The Spreadsheet, inputs
As can be seen in the image below, I have created a 'Cable tray Inputs' table that allows the user to enter information concerning the brand, model, length, width, the length of run, a buffer for mistakes, lid length, overlap amount and other details.
In most cases there is a numerical figure entered or a Y or N to denote a Yes or No response.
In the case of "Cable tray width in mm" a drop down list is used.
Now, the second 'Cable tray Inputs' table, below right, has additional questions, and the answers determine the number of boxes or packs that need to be purchased. I have used 50 and 10 as my answers but you can put in whatever figure is relevant.
The Spreadsheet, outputs
Now the all important outputs per the table below. We will start with the "No. of 600mm trays lengths". This is a simple formula that first multiplies the 'Length of run...' input (200 m) by 1000 to convert to mm, then divides by the length of tray (3000 mm). Next, it factors in the buffer amount of 2% and finally rounds up.
The "No. of 600mm lid lengths" calculation is similar, but incorporates the overlap input, which in this case is 30mm, and also allows for lid lengths that are different from cable tray lengths.

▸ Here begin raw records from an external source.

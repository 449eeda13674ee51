//! Shared reading store.
//!
//! Holds the latest flex magnitude for each of the ten fingers and fans out
//! change notifications. One store is created at startup and shared via
//! `Arc` with every reader loop and the renderer.
//!
//! Values live in per-finger atomics: each finger is only ever written by the
//! reader loop owning its hand, and renderers read concurrently. Notifications
//! carry only the `FingerId`; subscribers read the value back from the store,
//! so a slow subscriber always sees the most recent magnitude. A
//! [`ChangeWatcher`] keeps one pending flag per finger: repeated changes to a
//! finger it has not collected yet collapse into one, so a watcher that falls
//! behind never holds more than ten notifications.
//!
//! # Example
//!
//! ```rust
//! use glove_monitor::hardware::{FingerId, ReadingStore};
//! use std::sync::Arc;
//!
//! let store = Arc::new(ReadingStore::new());
//! let mut changes = store.watch_changes();
//!
//! store.set(FingerId::LeftRing, 2048);
//! assert_eq!(store.get(FingerId::LeftRing), 2048);
//! assert_eq!(changes.try_recv(), Some(FingerId::LeftRing));
//! assert_eq!(changes.try_recv(), None);
//! ```

use std::sync::atomic::{AtomicU16, AtomicU64, Ordering};
use std::sync::{Arc, PoisonError, RwLock, Weak};
use tokio::sync::Notify;
use tracing::trace;

use crate::hardware::finger::FingerId;
use crate::hardware::frame::{Reading, MAX_MAGNITUDE};

/// Callback invoked with the finger that just changed.
pub type ChangeListener = Arc<dyn Fn(FingerId) + Send + Sync>;

/// Handle returned by [`ReadingStore::subscribe`], used to unsubscribe.
#[derive(Debug, Clone, Copy, PartialEq, Eq, Hash)]
pub struct SubscriptionId(u64);

/// Latest magnitude per finger plus change notification.
pub struct ReadingStore {
    values: [AtomicU16; FingerId::COUNT],
    listeners: RwLock<Vec<(SubscriptionId, ChangeListener)>>,
    watchers: RwLock<Vec<Weak<PendingChanges>>>,
    next_id: AtomicU64,
}

impl ReadingStore {
    /// Create a store with every finger at 0.
    pub fn new() -> Self {
        Self {
            values: std::array::from_fn(|_| AtomicU16::new(0)),
            listeners: RwLock::new(Vec::new()),
            watchers: RwLock::new(Vec::new()),
            next_id: AtomicU64::new(0),
        }
    }

    /// Overwrite `finger`'s magnitude and notify every subscriber.
    ///
    /// All listeners have run and all watch channels have been fed by the
    /// time this returns. Identical consecutive values are not de-duplicated.
    pub fn set(&self, finger: FingerId, magnitude: u16) {
        let magnitude = magnitude.min(MAX_MAGNITUDE);
        self.values[finger.ordinal()].store(magnitude, Ordering::Release);
        trace!(finger = %finger, magnitude, "reading stored");
        self.notify(finger);
    }

    /// Store a decoded reading.
    pub fn record(&self, reading: Reading) {
        self.set(reading.finger, reading.magnitude);
    }

    /// Most recently stored magnitude for `finger` (0 if never set).
    pub fn get(&self, finger: FingerId) -> u16 {
        self.values[finger.ordinal()].load(Ordering::Acquire)
    }

    /// All ten magnitudes in `FingerId` order.
    pub fn snapshot(&self) -> [u16; FingerId::COUNT] {
        std::array::from_fn(|i| self.values[i].load(Ordering::Acquire))
    }

    /// Register a callback run synchronously on every `set`.
    ///
    /// The callback runs on the writer's thread and must not block.
    pub fn subscribe<F>(&self, listener: F) -> SubscriptionId
    where
        F: Fn(FingerId) + Send + Sync + 'static,
    {
        let id = SubscriptionId(self.next_id.fetch_add(1, Ordering::Relaxed));
        self.listeners
            .write()
            .unwrap_or_else(PoisonError::into_inner)
            .push((id, Arc::new(listener)));
        id
    }

    /// Remove a callback. Returns `false` if it was not registered.
    pub fn unsubscribe(&self, id: SubscriptionId) -> bool {
        let mut listeners = self
            .listeners
            .write()
            .unwrap_or_else(PoisonError::into_inner);
        let before = listeners.len();
        listeners.retain(|(existing, _)| *existing != id);
        listeners.len() != before
    }

    /// Await changed `FingerId`s.
    ///
    /// Dropping the watcher ends the subscription.
    pub fn watch_changes(&self) -> ChangeWatcher {
        let pending = Arc::new(PendingChanges::default());
        self.watchers
            .write()
            .unwrap_or_else(PoisonError::into_inner)
            .push(Arc::downgrade(&pending));
        ChangeWatcher { pending }
    }

    /// Number of live callback and channel subscriptions.
    pub fn subscriber_count(&self) -> usize {
        let listeners = self
            .listeners
            .read()
            .unwrap_or_else(PoisonError::into_inner)
            .len();
        let watchers = self
            .watchers
            .read()
            .unwrap_or_else(PoisonError::into_inner)
            .iter()
            .filter(|watcher| watcher.strong_count() > 0)
            .count();
        listeners + watchers
    }

    fn notify(&self, finger: FingerId) {
        // Clone out of the lock so a listener may (un)subscribe.
        let listeners: Vec<ChangeListener> = self
            .listeners
            .read()
            .unwrap_or_else(PoisonError::into_inner)
            .iter()
            .map(|(_, listener)| Arc::clone(listener))
            .collect();
        for listener in listeners {
            listener(finger);
        }

        let mut closed = false;
        for watcher in self
            .watchers
            .read()
            .unwrap_or_else(PoisonError::into_inner)
            .iter()
        {
            match watcher.upgrade() {
                Some(pending) => pending.mark(finger),
                None => closed = true,
            }
        }
        if closed {
            self.watchers
                .write()
                .unwrap_or_else(PoisonError::into_inner)
                .retain(|watcher| watcher.strong_count() > 0);
        }
    }
}

/// Fingers changed since the watcher last collected them, one bit each.
#[derive(Debug, Default)]
struct PendingChanges {
    fingers: AtomicU16,
    wake: Notify,
}

impl PendingChanges {
    fn mark(&self, finger: FingerId) {
        self.fingers
            .fetch_or(1 << finger.ordinal(), Ordering::AcqRel);
        self.wake.notify_one();
    }

    fn take(&self) -> Option<FingerId> {
        let mut bits = self.fingers.load(Ordering::Acquire);
        while bits != 0 {
            let ordinal = bits.trailing_zeros();
            let rest = bits & !(1 << ordinal);
            match self
                .fingers
                .compare_exchange_weak(bits, rest, Ordering::AcqRel, Ordering::Acquire)
            {
                Ok(_) => return FingerId::from_ordinal(ordinal as u8),
                Err(actual) => bits = actual,
            }
        }
        None
    }
}

/// Receiving end of [`ReadingStore::watch_changes`].
///
/// Changes are coalesced per finger and handed out lowest `FingerId` first.
/// Read the value back with [`ReadingStore::get`].
#[derive(Debug)]
pub struct ChangeWatcher {
    pending: Arc<PendingChanges>,
}

impl ChangeWatcher {
    /// Wait for the next changed finger.
    pub async fn recv(&mut self) -> FingerId {
        loop {
            if let Some(finger) = self.pending.take() {
                return finger;
            }
            self.pending.wake.notified().await;
        }
    }

    /// Next changed finger, if any is pending.
    pub fn try_recv(&mut self) -> Option<FingerId> {
        self.pending.take()
    }
}

impl Default for ReadingStore {
    fn default() -> Self {
        Self::new()
    }
}

impl std::fmt::Debug for ReadingStore {
    fn fmt(&self, f: &mut std::fmt::Formatter<'_>) -> std::fmt::Result {
        f.debug_struct("ReadingStore")
            .field("values", &self.snapshot())
            .field("subscribers", &self.subscriber_count())
            .finish()
    }
}
//! Reader supervision.
//!
//! The supervisor owns the shared [`ReadingStore`] and one [`ReaderHandle`]
//! per transport connection. Reader loops fail independently: a lost glove
//! stops only its own loop, its fingers keep their last values, and the
//! renderer and the other hand carry on. On shutdown every loop is signalled
//! first and then joined, so transports are closed before the process exits.

use std::sync::Arc;
use tokio::io::{AsyncRead, AsyncWrite};
use tracing::{info, warn};

use crate::config::GloveLinkConfig;
use crate::error::{GloveError, GloveResult};
use crate::hardware::finger::Hand;
use crate::hardware::store::ReadingStore;
use crate::link::rfcomm::{run_glove_link, run_link};
use crate::link::socket::TestServer;
use crate::link::ReaderHandle;

/// Owns the reader loops feeding one store.
#[derive(Debug)]
pub struct Supervisor {
    store: Arc<ReadingStore>,
    readers: Vec<ReaderHandle>,
}

impl Supervisor {
    /// A supervisor with no readers yet.
    pub fn new(store: Arc<ReadingStore>) -> Self {
        Self {
            store,
            readers: Vec::new(),
        }
    }

    /// The store every reader writes into.
    pub fn store(&self) -> Arc<ReadingStore> {
        Arc::clone(&self.store)
    }

    /// Serve the TCP stand-in on an already-bound listener.
    pub fn spawn_test_server(&mut self, server: TestServer) {
        let label = format!("test server {}", server.local_addr());
        let store = self.store();
        self.readers.push(ReaderHandle::spawn(label, move |shutdown_rx| {
            server.run(store, shutdown_rx)
        }));
    }

    /// Connect to and poll one Bluetooth glove.
    pub fn spawn_glove(&mut self, link: GloveLinkConfig) {
        let label = link.label();
        let store = self.store();
        self.readers.push(ReaderHandle::spawn(label, move |shutdown_rx| {
            run_glove_link(link, store, shutdown_rx)
        }));
    }

    /// Poll a glove over an already-open stream.
    pub fn spawn_stream<S>(&mut self, label: impl Into<String>, hand: Hand, stream: S)
    where
        S: AsyncRead + AsyncWrite + Unpin + Send + 'static,
    {
        let label = label.into();
        let store = self.store();
        let link_label = label.clone();
        self.readers.push(ReaderHandle::spawn(label, move |shutdown_rx| async move {
            run_link(stream, hand, &link_label, store, shutdown_rx).await
        }));
    }

    /// Labels of every reader, in spawn order.
    pub fn reader_labels(&self) -> Vec<&str> {
        self.readers.iter().map(ReaderHandle::label).collect()
    }

    /// Number of reader loops still running.
    pub fn running(&self) -> usize {
        self.readers.iter().filter(|r| !r.is_finished()).count()
    }

    /// Stop every reader loop and wait for all of them.
    ///
    /// Errors from loops that had already failed (for example `ConnectionLost`)
    /// are collected into `ShutdownFailed`.
    pub async fn shutdown(mut self) -> GloveResult<()> {
        info!(readers = self.readers.len(), "Stopping reader loops");
        for reader in &mut self.readers {
            reader.signal_stop();
        }

        let mut errors = Vec::new();
        for reader in self.readers {
            let label = reader.label().to_string();
            if let Err(err) = reader.join().await {
                warn!(reader = %label, error = %err, "reader ended with an error");
                errors.push(err);
            }
        }

        if errors.is_empty() {
            info!("All readers stopped");
            Ok(())
        } else {
            Err(GloveError::ShutdownFailed(errors))
        }
    }
}

#[cfg(test)]
mod tests {
    use super::*;
    use crate::hardware::mock::MockGlove;

    #[tokio::test]
    async fn shutdown_with_no_readers() {
        let supervisor = Supervisor::new(Arc::new(ReadingStore::new()));
        assert_eq!(supervisor.running(), 0);
        assert!(supervisor.shutdown().await.is_ok());
    }

    #[tokio::test]
    async fn shutdown_stops_held_links() {
        let mut supervisor = Supervisor::new(Arc::new(ReadingStore::new()));
        for hand in Hand::BOTH {
            let (stream, _glove) = MockGlove::scripted(Vec::new()).hold_when_done().spawn();
            supervisor.spawn_stream(format!("{} mock", hand), hand, stream);
        }
        assert_eq!(supervisor.reader_labels(), vec!["right mock", "left mock"]);
        assert!(supervisor.shutdown().await.is_ok());
    }

    #[tokio::test]
    async fn failed_reader_is_reported_at_shutdown() {
        let mut supervisor = Supervisor::new(Arc::new(ReadingStore::new()));
        let (stream, _glove) = MockGlove::scripted(Vec::new()).spawn();
        supervisor.spawn_stream("right mock", Hand::Right, stream);

        match supervisor.shutdown().await {
            // The stop signal may win the race against the disconnect.
            Ok(()) => {}
            Err(GloveError::ShutdownFailed(errors)) => {
                assert!(matches!(errors[0], GloveError::ConnectionLost { .. }));
            }
            Err(other) => panic!("unexpected: {:?}", other),
        }
    }
}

"No. hex heads screws to attach lid" references our spacing input of 1000mm and considers the length of run multiplied by 2 (both sides of the lid) a rounding up function is used here
The "No. splices" result of 134 relates to the joins between the sections of cable tray so references the number of lengths of tray minus 1, then multiplies by 2.
This is a similar calculation we do when we look at the number of mid clamps required with panel calculations. The "No. splice bolts" references the 134 amount and as you need two bolts per splice the figure ends up being 268. This is also the case when looking at splice washers, if applicable, and splice nuts.

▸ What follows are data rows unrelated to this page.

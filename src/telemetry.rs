//! Logging setup.
//!
//! One `tracing-subscriber` registry with a single formatting layer. The level
//! comes from `application.log_level` unless `RUST_LOG` is set; the layout
//! comes from `application.log_format` (`--log-format` on the command line).
//!
//! ```no_run
//! use glove_monitor::{config::GloveConfig, telemetry};
//!
//! let config = GloveConfig::load()?;
//! telemetry::init_from_config(&config)?;
//! tracing::info!(hand = "right", "connected");
//! # Ok::<(), glove_monitor::GloveError>(())
//! ```

use serde::{Deserialize, Serialize};
use std::fmt;
use std::io::IsTerminal;
use tracing::Level;
use tracing_subscriber::{
    filter::LevelFilter, layer::SubscriberExt, util::SubscriberInitExt, EnvFilter, Layer,
    Registry,
};

use crate::config::GloveConfig;
use crate::error::{GloveError, GloveResult};

/// Log line layout.
#[derive(Debug, Clone, Copy, Default, PartialEq, Eq, Serialize, Deserialize, clap::ValueEnum)]
#[serde(rename_all = "lowercase")]
pub enum LogFormat {
    /// Multi-line, for reading a session by eye
    Pretty,
    /// One line per event
    #[default]
    Compact,
    /// One JSON object per event, for log collectors
    Json,
}

impl fmt::Display for LogFormat {
    fn fmt(&self, f: &mut fmt::Formatter<'_>) -> fmt::Result {
        f.write_str(match self {
            LogFormat::Pretty => "pretty",
            LogFormat::Compact => "compact",
            LogFormat::Json => "json",
        })
    }
}

/// Resolved logging options.
#[derive(Debug, Clone)]
pub struct TelemetryConfig {
    /// Default level when `RUST_LOG` is unset
    pub level: Level,
    /// Line layout
    pub format: LogFormat,
    /// Colour output; ignored for JSON.
    pub ansi: bool,
    /// Print `file:line` with each event.
    pub source_location: bool,
}

impl TelemetryConfig {
    /// Derive logging options from the application config.
    ///
    /// Colour is used only when stdout is a terminal. Source locations are
    /// shown at `debug` and `trace`.
    pub fn from_config(config: &GloveConfig) -> GloveResult<Self> {
        let level = parse_log_level(&config.application.log_level)?;
        Ok(Self {
            level,
            format: config.application.log_format,
            ansi: std::io::stdout().is_terminal(),
            source_location: level >= Level::DEBUG,
        })
    }
}

/// Install the global subscriber described by `config`.
pub fn init_from_config(config: &GloveConfig) -> GloveResult<()> {
    init(&TelemetryConfig::from_config(config)?)
}

/// Install the global subscriber.
///
/// Does nothing if a subscriber is already installed (tests, embedding).
pub fn init(config: &TelemetryConfig) -> GloveResult<()> {
    if tracing::dispatcher::has_been_set() {
        return Ok(());
    }

    let filter = EnvFilter::builder()
        .with_default_directive(LevelFilter::from_level(config.level).into())
        .from_env_lossy();

    tracing_subscriber::registry()
        .with(format_layer(config).with_filter(filter))
        .try_init()
        .map_err(|err| GloveError::Telemetry(err.to_string()))
}

fn format_layer(config: &TelemetryConfig) -> Box<dyn Layer<Registry> + Send + Sync> {
    let layer = tracing_subscriber::fmt::layer()
        .with_file(config.source_location)
        .with_line_number(config.source_location);

    match config.format {
        LogFormat::Pretty => layer.pretty().with_ansi(config.ansi).boxed(),
        LogFormat::Compact => layer.compact().with_ansi(config.ansi).boxed(),
        LogFormat::Json => layer.json().with_ansi(false).boxed(),
    }
}

/// Parse a level name, case-insensitively.
pub fn parse_log_level(level: &str) -> GloveResult<Level> {
    match level.to_ascii_lowercase().as_str() {
        "trace" => Ok(Level::TRACE),
        "debug" => Ok(Level::DEBUG),
        "info" => Ok(Level::INFO),
        "warn" => Ok(Level::WARN),
        "error" => Ok(Level::ERROR),
        _ => Err(GloveError::Configuration(format!(
            "Invalid log_level '{}'. Must be one of: trace, debug, info, warn, error",
            level
        ))),
    }
}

The “No. hold downs” relates to a yes no question concerning the use of Unistrut. If the answer is Y it looks at the length of the run, the distance between supports (1200 mm), adds 1 then multiplies by 2.
Still looking at our Cable tray Outputs table above, "No. channel nuts/springs", "No. bolts for channel nut" and "No. washers for channel nut" all reference the same basic formula and inputs as "No. hold downs". The blue arrows directly reference the inputs taken to calculate these 4 items.
And you can see the basic formula used below.
Our second 'Cable tray outputs' table, below, looks at how many boxes or packs need to be purchased.
The calculations are simple and rely on the inputs concerning the number of components that a typical box or pack holds divided into the total number of components used. So long as we input accurate box quantities in our second Cable tray Inputs table earlier, we should now have all the information we need to compile a Balance of Materials list.
With a normal commercial solar system, we tend to use more than one cable tray profile so we have to be creative when using this particular spreadsheet. For example, say we are using 150, 300 and 450 mm tray for our DC run on the roof.
My suggestion would be to create another sheet that has three separate outputs and then put in the 150 mm tray, copy the outputs but just paste the values and repeat for all three cable tray sizes.
The ability to calculate quickly what is required from a materials perspective is a time saver that directly helps with a business's bottom line. With enough data more detailed relationships emerge such as the $/watt cost for cable tray on larger commercial solar systems.